Scan the material for the word "Result", then return every line where it appears.

(Entries shown)

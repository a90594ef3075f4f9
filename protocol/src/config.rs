//! # Protocol Configuration & Constants
//!
//! Every fixed value of the offline handshake lives here: the base currency,
//! the starting wallet balance, storage key namespaces, PIN bounds and the
//! artificial delays that stand in for radio and crypto latency.
//!
//! The tunable subset is gathered in [`SimulationConfig`], which the flow,
//! directory and transport read at construction time.

use serde::{Deserialize, Serialize};
use std::time::Duration;

use crate::amount::Amount;

// ---------------------------------------------------------------------------
// Currency & Wallet
// ---------------------------------------------------------------------------

/// ISO 4217 code of the system's base currency (West African CFA franc).
pub const BASE_CURRENCY: &str = "XOF";

/// Balance a wallet starts with the first time it is read.
pub const DEFAULT_BALANCE: u64 = 10_000;

// ---------------------------------------------------------------------------
// Key Derivation
// ---------------------------------------------------------------------------

/// Domain-separation suffix appended to every derivation context.
pub const DERIVATION_DOMAIN: &str = "proxipay";

/// Separator between the fields of a derivation context.
pub const DERIVATION_SEPARATOR: char = '|';

// ---------------------------------------------------------------------------
// Storage Keys
// ---------------------------------------------------------------------------

/// Prefix for per-user MPIN hashes: `mpin:<userId>`.
pub const MPIN_KEY_PREFIX: &str = "mpin:";

/// Prefix for per-user wallet snapshots: `walletBalance:<userId>`.
pub const WALLET_KEY_PREFIX: &str = "walletBalance:";

/// Key holding the whole offline transaction sequence (blob store).
pub const OFFLINE_TRANSACTIONS_KEY: &str = "offlineTransactions";

// ---------------------------------------------------------------------------
// MPIN
// ---------------------------------------------------------------------------

pub const MPIN_MIN_DIGITS: usize = 4;
pub const MPIN_MAX_DIGITS: usize = 6;

// ---------------------------------------------------------------------------
// Record Status
// ---------------------------------------------------------------------------

/// Status string carried by every offline record until reconciliation.
pub const STATUS_STORED_OFFLINE: &str = "STOREDOFFLINE";

// ---------------------------------------------------------------------------
// Identifier Prefixes
// ---------------------------------------------------------------------------

pub const PAYLOAD_ID_PREFIX: &str = "txn";
pub const ACK_ID_PREFIX: &str = "ack";
pub const RECORD_ID_PREFIX: &str = "offline";
pub const NONCE_PREFIX: &str = "nonce";

// ---------------------------------------------------------------------------
// Sessions
// ---------------------------------------------------------------------------

/// Unused session nonces a vendor keeps open. Past this, the oldest expires.
pub const SESSION_WINDOW: usize = 64;

// ---------------------------------------------------------------------------
// Timing
// ---------------------------------------------------------------------------

/// Simulated scan time before advertisements are returned.
pub const DISCOVERY_DELAY: Duration = Duration::from_millis(300);

/// Simulated time to unlock the payer key after the MPIN check.
pub const UNLOCK_DELAY: Duration = Duration::from_millis(120);

/// Simulated round trip of the payload/ack exchange.
pub const EXCHANGE_DELAY: Duration = Duration::from_millis(200);

// ---------------------------------------------------------------------------
// Signal Model
// ---------------------------------------------------------------------------

/// Signal strength jitter is drawn from `[-SIGNAL_JITTER, SIGNAL_JITTER)` dBm.
pub const SIGNAL_JITTER: i32 = 4;

// ---------------------------------------------------------------------------
// SimulationConfig
// ---------------------------------------------------------------------------

/// Tunables for a running wallet.
///
/// `Default` reproduces the constants above. Tests use
/// [`SimulationConfig::instant`] to skip the artificial delays.
#[derive(Debug, Clone, PartialEq, Eq, Serialize, Deserialize)]
#[serde(default)]
pub struct SimulationConfig {
    pub default_balance: Amount,
    #[serde(with = "millis")]
    pub discovery_delay: Duration,
    #[serde(with = "millis")]
    pub unlock_delay: Duration,
    #[serde(with = "millis")]
    pub exchange_delay: Duration,
    pub signal_jitter: i32,
    pub session_window: usize,
}

impl Default for SimulationConfig {
    fn default() -> Self {
        Self {
            default_balance: Amount::from(DEFAULT_BALANCE),
            discovery_delay: DISCOVERY_DELAY,
            unlock_delay: UNLOCK_DELAY,
            exchange_delay: EXCHANGE_DELAY,
            signal_jitter: SIGNAL_JITTER,
            session_window: SESSION_WINDOW,
        }
    }
}

impl SimulationConfig {
    /// Same as the default, with every delay set to zero.
    pub fn instant() -> Self {
        Self {
            discovery_delay: Duration::ZERO,
            unlock_delay: Duration::ZERO,
            exchange_delay: Duration::ZERO,
            ..Self::default()
        }
    }
}

/// Durations as integer milliseconds in config files.
mod millis {
    use serde::{Deserialize, Deserializer, Serializer};
    use std::time::Duration;

    pub fn serialize<S: Serializer>(d: &Duration, s: S) -> Result<S::Ok, S::Error> {
        s.serialize_u64(d.as_millis() as u64)
    }

    pub fn deserialize<'de, D: Deserializer<'de>>(d: D) -> Result<Duration, D::Error> {
        Ok(Duration::from_millis(u64::deserialize(d)?))
    }
}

(End Entries shown)

### [Finished exercise]
    pub fn serialize<S: Serializer>(d: &Duration, s: S) -> Result<S::Ok, S::Error> {
    pub fn deserialize<'de, D: Deserializer<'de>>(d: D) -> Result<Duration, D::Error> {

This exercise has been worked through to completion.